Greek Finance Minister Venizelos rejected any notion of reduced Greek fiscal oversight outright, and there is deep unease that the suggestion was made at all, but they underline German, as well as IMF concern about the Greek government’s ability to implement the measures being asked of them now, and in the future.
Talks with Greece’s private creditors are said to be progressing and agreement apparently reached with respect to a debt restructuring to the tune of a 70% haircut, but this has been the line for the past two weeks and there still appears to be no official confirmation of the fact.
It would also appear that due to further fiscal deterioration in Greece’s finances a funding gap has opened up since the second bailout was agreed in October which needs agreement on further measures to close it.
The argument revolves around who fills this gap. Will it be Greece, with further austerity measures, or asset sales, or the ECB in giving up its profits from Greek bond purchases?
Until this issue is resolved and Athens acquiesces to further troika demands in return for a second bailout, any prospective PSI agreement announcement could well be delayed.

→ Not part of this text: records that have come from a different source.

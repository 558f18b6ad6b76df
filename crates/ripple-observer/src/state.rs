//! Shared application state for the Observer API server.
//!
//! [`AppState`] holds the broadcast channel for tick summaries and the
//! in-memory [`SimulationSnapshot`] the REST endpoints serve. The engine
//! feeds the snapshot through [`SnapshotUpdate`]s; handlers only read it.

use std::collections::BTreeMap;
use std::sync::Arc;

use chrono::{DateTime, Utc};
use ripple_core::operator::OperatorState;
use ripple_core::run::{RunReport, TickSummary};
use ripple_network::{Adjacency, ComponentSummary};
use ripple_types::{
    ActivationState, CommunityDefinition, CommunityFilter, CommunityId, Graph, Phase, RunId,
};
use tokio::sync::{RwLock, broadcast};

/// Capacity of the broadcast channel for tick summaries.
///
/// If a subscriber falls behind by more than this many messages it will
/// receive a [`broadcast::error::RecvError::Lagged`] and skip to the
/// newest message.
const BROADCAST_CAPACITY: usize = 256;

/// JSON-serializable tick summary pushed over the `WebSocket`.
#[derive(Debug, Clone, PartialEq, serde::Serialize, serde::Deserialize)]
pub struct TickBroadcast {
    /// Run the tick belongs to.
    pub run_id: RunId,
    /// Graph revision the run is bound to.
    pub graph_revision: u64,
    /// Tick number within the run.
    pub tick: u64,
    /// Phase after the tick.
    pub phase: Phase,
    /// Active nodes.
    pub active_count: usize,
    /// Nodes in the graph.
    pub node_count: usize,
    /// Nodes activated on this tick.
    pub newly_active: usize,
    /// Nodes blinking on this tick.
    pub blinking_count: usize,
    /// Active fraction.
    pub fraction: f64,
    /// Whether every node is active.
    pub saturated: bool,
}

impl TickBroadcast {
    /// Project a core tick summary for the wire.
    pub const fn from_summary(summary: &TickSummary, graph_revision: u64) -> Self {
        Self {
            run_id: summary.run_id,
            graph_revision,
            tick: summary.tick,
            phase: summary.phase,
            active_count: summary.active_count,
            node_count: summary.node_count,
            newly_active: summary.newly_active,
            blinking_count: summary.blinking_count,
            fraction: summary.fraction,
            saturated: summary.saturated,
        }
    }
}

/// A change the engine pushes into the snapshot.
#[derive(Debug, Clone)]
pub enum SnapshotUpdate {
    /// The graph was rebuilt. Activation is cleared.
    Graph {
        /// The new graph.
        graph: Arc<Graph>,
        /// Its revision.
        revision: u64,
        /// The filter it was built with.
        filter: CommunityFilter,
    },
    /// A run started with an empty activation state.
    RunStarted {
        /// The new run.
        run_id: RunId,
    },
    /// A tick completed.
    Tick {
        /// Tick number within the run.
        tick: u64,
        /// Activation state after the tick.
        activation: ActivationState,
    },
    /// A run ended.
    RunEnded {
        /// Its final report.
        report: Box<RunReport>,
    },
}

/// In-memory snapshot served by the REST endpoints.
#[derive(Debug, Clone, Default)]
pub struct SimulationSnapshot {
    /// Configured communities, in order.
    pub communities: Vec<CommunityDefinition>,
    /// Personas generated per community.
    pub persona_counts: BTreeMap<CommunityId, usize>,
    /// The current graph.
    pub graph: Arc<Graph>,
    /// Neighbour lookup for the current graph.
    pub adjacency: Adjacency,
    /// Connectivity summary of the current graph.
    pub components: ComponentSummary,
    /// Revision of the current graph (0 before the first build).
    pub graph_revision: u64,
    /// Filter the current graph was built with.
    pub filter: CommunityFilter,
    /// The active run, if any.
    pub run_id: Option<RunId>,
    /// Tick of the active run.
    pub tick: u64,
    /// Activation state of the active (or last) run.
    pub activation: ActivationState,
    /// Runs ended since start.
    pub runs_ended: u64,
    /// Report of the most recently ended run.
    pub last_report: Option<RunReport>,
    /// When the snapshot last changed.
    pub updated_at: Option<DateTime<Utc>>,
}

impl SimulationSnapshot {
    /// Apply one engine update.
    pub fn apply(&mut self, update: SnapshotUpdate) {
        match update {
            SnapshotUpdate::Graph {
                graph,
                revision,
                filter,
            } => {
                self.adjacency = Adjacency::from_graph(&graph);
                self.components = ComponentSummary::of(&graph);
                self.graph = graph;
                self.graph_revision = revision;
                self.filter = filter;
                self.activation = ActivationState::new();
                self.tick = 0;
            }
            SnapshotUpdate::RunStarted { run_id } => {
                self.run_id = Some(run_id);
                self.tick = 0;
                self.activation = ActivationState::new();
            }
            SnapshotUpdate::Tick { tick, activation } => {
                self.tick = tick;
                self.activation = activation;
            }
            SnapshotUpdate::RunEnded { report } => {
                if self.run_id == Some(report.run_id) {
                    self.run_id = None;
                }
                self.runs_ended = self.runs_ended.saturating_add(1);
                self.last_report = Some(*report);
            }
        }
        self.updated_at = Some(Utc::now());
    }

    /// Whether `id` names a configured community.
    pub fn has_community(&self, id: &str) -> bool {
        self.communities.iter().any(|c| c.id.as_str() == id)
    }

    /// Active fraction of the current graph.
    pub fn fraction(&self) -> f64 {
        self.activation.fraction(self.graph.node_count())
    }
}

/// Shared state for the Axum application.
///
/// Wrapped in [`Arc`] and injected via Axum's `State` extractor.
#[derive(Clone)]
pub struct AppState {
    /// Broadcast sender for tick summary messages.
    pub tx: broadcast::Sender<TickBroadcast>,
    /// The current simulation snapshot.
    pub snapshot: Arc<RwLock<SimulationSnapshot>>,
    /// Shared operator control state (present when the runner is live).
    pub operator_state: Option<Arc<OperatorState>>,
}

impl AppState {
    /// Create a new application state with an empty snapshot.
    pub fn new() -> Self {
        let (tx, _) = broadcast::channel(BROADCAST_CAPACITY);
        Self {
            tx,
            snapshot: Arc::new(RwLock::new(SimulationSnapshot::default())),
            operator_state: None,
        }
    }

    /// Create a new application state with operator control state attached.
    pub fn with_operator(operator: Arc<OperatorState>) -> Self {
        Self {
            operator_state: Some(operator),
            ..Self::new()
        }
    }

    /// Subscribe to the tick broadcast channel.
    pub fn subscribe(&self) -> broadcast::Receiver<TickBroadcast> {
        self.tx.subscribe()
    }

    /// Publish a tick summary to all connected clients.
    ///
    /// Returns the number of receivers that got the message; 0 when no
    /// clients are connected.
    pub fn broadcast(&self, summary: &TickBroadcast) -> usize {
        // send only fails when there are zero receivers.
        self.tx.send(summary.clone()).unwrap_or(0)
    }
}

impl Default for AppState {
    fn default() -> Self {
        Self::new()
    }
}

The action by ratings agency Fitch in finally delivering on its long awaited threat to downgrade Italy, Spain and three other European countries with a negative outlook, barely caused a ripple in currency markets on Friday, probably because the downgrades had been so well telegraphed before hand.
In any event unlike Standard and Poor’s, the agency reaffirmed France’s triple “A” rating as well as all the other triple “A” country ratings in Europe.
Given that Italy’s bond yields have dropped sharply in the past few days in the wake of some successful short term auctions, today’s 5 and 10 year auctions will be a key test of investor demand for the country’s longer term paper, especially in view of Friday’s downgrade by Fitch. The auctions are for up to €4bn of 2017 and €2bn of 2022 paper.
EURUSD – the single currency has continued its recent rally holding above the 1.3060 support as it closes in on the 1.3250 38.2% retracement of the down move from the October highs at 1.4250 to the recent lows at 1.2610. A break here could well target a deeper move towards 1.3450.
To reopen a downside move we would need to see a break below 1.3060 to retarget last Wednesday’s lows at 1.2940/50 level which prompted the sharp rebound at the end of last week.
The key support level remains around the 1.2850/60 area and only below this level reopens a move towards the key 1.2600 level which represents the 76.4% retracement of the up move from the 2010 lows at 1.1880 to last years highs at 1.4940. This support level also coincides with the August 2010 lows at 1.2590.
GBPUSD – ten successive up days has seen the pound push close to but not as yet exceed the December highs at 1.5770, just about keeping the bias to the downside and the longer term downtrend intact. Only a move above 1.5780 targets a move towards 1.5920 and slightly above that the 200 day MA 1.5968.
The 1.5550 area looks like to continue to act as support on any move back lower, which if broken, could see a move back to 1.5360.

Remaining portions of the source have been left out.